*** Exercise data ***
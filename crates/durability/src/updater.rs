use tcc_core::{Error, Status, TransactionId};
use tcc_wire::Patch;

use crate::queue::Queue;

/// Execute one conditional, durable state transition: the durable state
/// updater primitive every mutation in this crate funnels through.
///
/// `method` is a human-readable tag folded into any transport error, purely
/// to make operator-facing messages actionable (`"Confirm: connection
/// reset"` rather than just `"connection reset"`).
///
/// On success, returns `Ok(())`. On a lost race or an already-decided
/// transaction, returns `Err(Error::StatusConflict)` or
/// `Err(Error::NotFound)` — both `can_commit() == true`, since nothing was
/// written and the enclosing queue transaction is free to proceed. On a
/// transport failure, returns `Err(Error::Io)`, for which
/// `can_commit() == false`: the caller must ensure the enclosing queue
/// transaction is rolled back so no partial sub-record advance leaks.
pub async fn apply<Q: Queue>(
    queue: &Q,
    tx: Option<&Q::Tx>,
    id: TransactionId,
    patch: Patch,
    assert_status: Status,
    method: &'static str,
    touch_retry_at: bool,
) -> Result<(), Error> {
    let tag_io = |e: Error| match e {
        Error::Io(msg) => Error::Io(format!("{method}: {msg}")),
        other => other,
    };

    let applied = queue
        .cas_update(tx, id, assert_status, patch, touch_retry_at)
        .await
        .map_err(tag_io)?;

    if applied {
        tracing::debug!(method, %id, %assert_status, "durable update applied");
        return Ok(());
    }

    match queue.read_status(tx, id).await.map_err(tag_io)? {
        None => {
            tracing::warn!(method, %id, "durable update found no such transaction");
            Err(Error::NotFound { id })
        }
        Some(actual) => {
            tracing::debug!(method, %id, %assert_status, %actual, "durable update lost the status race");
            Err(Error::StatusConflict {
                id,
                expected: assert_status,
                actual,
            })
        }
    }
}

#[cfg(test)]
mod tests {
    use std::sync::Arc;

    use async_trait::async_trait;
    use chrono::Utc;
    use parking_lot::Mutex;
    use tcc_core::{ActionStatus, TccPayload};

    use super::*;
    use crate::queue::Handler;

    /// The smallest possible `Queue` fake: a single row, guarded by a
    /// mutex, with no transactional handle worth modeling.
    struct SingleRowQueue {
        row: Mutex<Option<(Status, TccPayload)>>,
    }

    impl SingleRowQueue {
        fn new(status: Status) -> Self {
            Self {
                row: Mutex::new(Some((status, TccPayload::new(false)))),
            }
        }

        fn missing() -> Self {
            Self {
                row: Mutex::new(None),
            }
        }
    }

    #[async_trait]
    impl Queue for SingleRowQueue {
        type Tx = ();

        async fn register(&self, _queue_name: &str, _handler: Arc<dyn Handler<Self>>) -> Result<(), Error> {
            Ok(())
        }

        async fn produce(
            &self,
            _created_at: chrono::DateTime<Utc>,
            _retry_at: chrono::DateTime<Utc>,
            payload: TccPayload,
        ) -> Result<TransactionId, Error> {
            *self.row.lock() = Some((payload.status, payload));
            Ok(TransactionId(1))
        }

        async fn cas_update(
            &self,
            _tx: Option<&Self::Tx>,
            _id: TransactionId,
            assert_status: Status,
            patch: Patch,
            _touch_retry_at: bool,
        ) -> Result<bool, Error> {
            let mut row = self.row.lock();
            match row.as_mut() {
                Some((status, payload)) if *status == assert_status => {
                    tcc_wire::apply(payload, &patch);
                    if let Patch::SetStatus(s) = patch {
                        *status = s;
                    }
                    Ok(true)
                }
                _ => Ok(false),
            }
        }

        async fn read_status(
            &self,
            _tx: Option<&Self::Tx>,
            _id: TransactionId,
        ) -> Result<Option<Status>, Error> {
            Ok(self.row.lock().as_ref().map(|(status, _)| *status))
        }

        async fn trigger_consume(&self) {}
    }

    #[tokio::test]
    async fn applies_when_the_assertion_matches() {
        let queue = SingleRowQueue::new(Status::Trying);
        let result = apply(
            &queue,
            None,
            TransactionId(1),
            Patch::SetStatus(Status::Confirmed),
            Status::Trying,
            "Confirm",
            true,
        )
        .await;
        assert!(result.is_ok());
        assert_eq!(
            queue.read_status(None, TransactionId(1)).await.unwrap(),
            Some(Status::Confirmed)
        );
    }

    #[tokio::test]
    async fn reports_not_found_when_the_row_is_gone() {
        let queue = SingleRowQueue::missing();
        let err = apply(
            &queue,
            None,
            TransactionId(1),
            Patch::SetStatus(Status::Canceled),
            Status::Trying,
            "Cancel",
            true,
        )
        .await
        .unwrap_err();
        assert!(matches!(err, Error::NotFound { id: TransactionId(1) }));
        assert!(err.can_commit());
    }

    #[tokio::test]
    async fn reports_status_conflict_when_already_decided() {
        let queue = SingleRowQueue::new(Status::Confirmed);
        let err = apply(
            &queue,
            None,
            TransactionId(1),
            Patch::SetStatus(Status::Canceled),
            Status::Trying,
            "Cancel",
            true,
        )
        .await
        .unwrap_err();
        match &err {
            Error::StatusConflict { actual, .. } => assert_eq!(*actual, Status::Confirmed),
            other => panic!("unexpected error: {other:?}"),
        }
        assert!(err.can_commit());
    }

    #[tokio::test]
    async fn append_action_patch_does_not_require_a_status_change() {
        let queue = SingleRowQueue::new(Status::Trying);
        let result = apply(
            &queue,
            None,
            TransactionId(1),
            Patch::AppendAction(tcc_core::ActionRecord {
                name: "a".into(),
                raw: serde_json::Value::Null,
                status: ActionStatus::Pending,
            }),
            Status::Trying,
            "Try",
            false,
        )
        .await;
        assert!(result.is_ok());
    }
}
*** End of Exercise data ***
**Task to complete:** Find each line in the records above that contains "bool", and copy it.

**Worked solution:**
    touch_retry_at: bool,
            _touch_retry_at: bool,
        ) -> Result<bool, Error> {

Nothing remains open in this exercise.